The agency reported that since the end of March at least 175 boys have been recruited into armed groups, at least eight girls have been sexually abused, two boys have been killed by explosive devices in separate incidents and 18 more have been injured.
“These numbers are reason for alarm especially because they represent only a partial picture of the child protection context in the north – an area where access for humanitarian workers is limited,” said UNICEF’s Representative in Mali, Theophane Nikyema. “Children in the north are witnessing or becoming victims of violence and they must be protected.”
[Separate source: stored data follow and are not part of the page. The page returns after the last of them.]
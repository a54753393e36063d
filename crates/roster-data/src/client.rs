//! Fetch client with two interchangeable strategies.
//!
//! `fetch_chained` composes the request as future combinators;
//! `fetch_linear` writes the same steps as one `async` body. For the same
//! transport response they return the same value or the same `FetchError`
//! and log the same entries, differing only in the `strategy` field.
//!
//! Neither strategy retries, applies a timeout or supports cancellation
//! beyond dropping the future; the transport's own limits apply.

use std::future::Future;

use futures::future::{self, TryFutureExt};
use roster_core::DEFAULT_DATA_PATH;
use roster_observability::StructuredLogger;
use serde::de::DeserializeOwned;
use serde::Deserialize;
use serde_json::Value;

use crate::{FetchError, Transport};

/// Which fetch strategy produced a log entry.
#[derive(Debug, Clone, Copy, PartialEq, Eq)]
pub enum FetchStrategy {
    /// Combinator chain.
    Chained,
    /// Single `async` body.
    Linear,
}

impl FetchStrategy {
    /// Label used in log entries.
    pub fn label(&self) -> &'static str {
        match self {
            Self::Chained => "chained",
            Self::Linear => "linear",
        }
    }
}

impl std::fmt::Display for FetchStrategy {
    fn fmt(&self, f: &mut std::fmt::Formatter<'_>) -> std::fmt::Result {
        f.write_str(self.label())
    }
}

/// Client fetching JSON documents through a `Transport`.
pub struct FetchClient<T> {
    transport: T,
    base_url: Option<String>,
    logger: StructuredLogger,
}

impl<T: Transport> FetchClient<T> {
    /// Create a new fetch client.
    pub fn new(transport: T, logger: StructuredLogger) -> Self {
        Self {
            transport,
            base_url: None,
            logger,
        }
    }

    /// Prepend a base URL to relative paths.
    pub fn with_base_url(mut self, base_url: impl Into<String>) -> Self {
        self.base_url = Some(base_url.into());
        self
    }

    /// Resolve an optional path against the default path and base URL.
    pub fn resolve_url(&self, path: Option<&str>) -> String {
        let path = path.unwrap_or(DEFAULT_DATA_PATH);
        if path.starts_with("http://") || path.starts_with("https://") {
            return path.to_string();
        }

        match &self.base_url {
            Some(base) => format!(
                "{}/{}",
                base.trim_end_matches('/'),
                path.trim_start_matches('/')
            ),
            None => path.to_string(),
        }
    }

    /// Fetch and decode with chained continuations.
    pub fn fetch_chained<'a, D>(
        &'a self,
        path: Option<&str>,
    ) -> impl Future<Output = Result<D, FetchError>> + 'a
    where
        D: DeserializeOwned + 'a,
    {
        let url = self.resolve_url(path);
        let ok_url = url.clone();
        let err_url = url.clone();

        self.transport
            .get(url)
            .and_then(|response| future::ready(response.error_for_status()))
            .and_then(|response| future::ready(response.json::<Value>()))
            .and_then(|payload| future::ready(decode::<D>(payload)))
            .inspect_ok(move |(payload, _)| {
                self.log_success(FetchStrategy::Chained, &ok_url, payload)
            })
            .inspect_err(move |err| self.log_failure(FetchStrategy::Chained, &err_url, err))
            .map_ok(|(_, data)| data)
    }

    /// Fetch and decode as a single suspend-and-resume sequence.
    pub async fn fetch_linear<D>(&self, path: Option<&str>) -> Result<D, FetchError>
    where
        D: DeserializeOwned,
    {
        let url = self.resolve_url(path);

        let result = async {
            let response = self.transport.get(url.clone()).await?;
            let response = response.error_for_status()?;
            let payload = response.json::<Value>()?;
            decode::<D>(payload)
        }
        .await;

        match result {
            Ok((payload, data)) => {
                self.log_success(FetchStrategy::Linear, &url, &payload);
                Ok(data)
            }
            Err(err) => {
                self.log_failure(FetchStrategy::Linear, &url, &err);
                Err(err)
            }
        }
    }

    /// Fetch with the given strategy.
    pub async fn fetch_with<D>(&self, strategy: FetchStrategy, path: Option<&str>) -> Result<D, FetchError>
    where
        D: DeserializeOwned,
    {
        match strategy {
            FetchStrategy::Chained => self.fetch_chained(path).await,
            FetchStrategy::Linear => self.fetch_linear(path).await,
        }
    }

    /// Get the logger.
    pub fn logger(&self) -> &StructuredLogger {
        &self.logger
    }

    /// Get the transport.
    pub fn transport(&self) -> &T {
        &self.transport
    }

    /// `payload` is the fetched JSON as received, including fields `D` ignores.
    fn log_success(&self, strategy: FetchStrategy, url: &str, payload: &Value) {
        self.logger
            .info_builder("fetch complete")
            .field("strategy", strategy.label())
            .field("url", url)
            .emit();
        self.logger
            .debug_builder("payload")
            .field("strategy", strategy.label())
            .field_json("payload", payload.clone())
            .emit();
    }

    fn log_failure(&self, strategy: FetchStrategy, url: &str, err: &FetchError) {
        self.logger
            .error_builder("fetch failed")
            .field("strategy", strategy.label())
            .field("url", url)
            .field("error", err.to_string())
            .emit();
    }
}

/// Decode the fetched value into `D`, keeping the value for logging.
fn decode<D: DeserializeOwned>(payload: Value) -> Result<(Value, D), FetchError> {
    let data = D::deserialize(&payload)?;
    Ok((payload, data))
}
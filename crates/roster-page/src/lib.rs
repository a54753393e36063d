//! Student directory page.
//!
//! Renders a roster document (students, courses, instructors) into five
//! sections inside the `#output` container:
//! - students, with a highlight for those over 21
//! - courses and instructors
//! - student → course and course → instructor cross-references
//! - sentences from the first learner and educator records
//!
//! `StudentDirectoryPage` ties this to a `FetchClient` and a streaming sink.

pub mod data;
mod page;
mod render;
pub mod sections;
mod styles;

pub use page::*;
pub use render::*;
pub use styles::PAGE_STYLES;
Fighting resumed in northern Mali between Government forces and Tuareg rebels in January this year. The instability and insecurity resulting from the renewed clashes, as well as the proliferation of armed groups in the region, and a crisis due to a coup d’état in March, have uprooted nearly 320,000 people, with many of them fleeing to neighbouring countries.
On the humanitarian front, the western part of Africa’s Sahel region – which includes Mali – has deteriorated dramatically through 2012 owing to drought and sporadic rains, poor harvest, rising food prices, displacement and insecurity. The United Nations and its partners have appealed for $1.6 billion to provide vital humanitarian aid to people in the crisis-stricken region.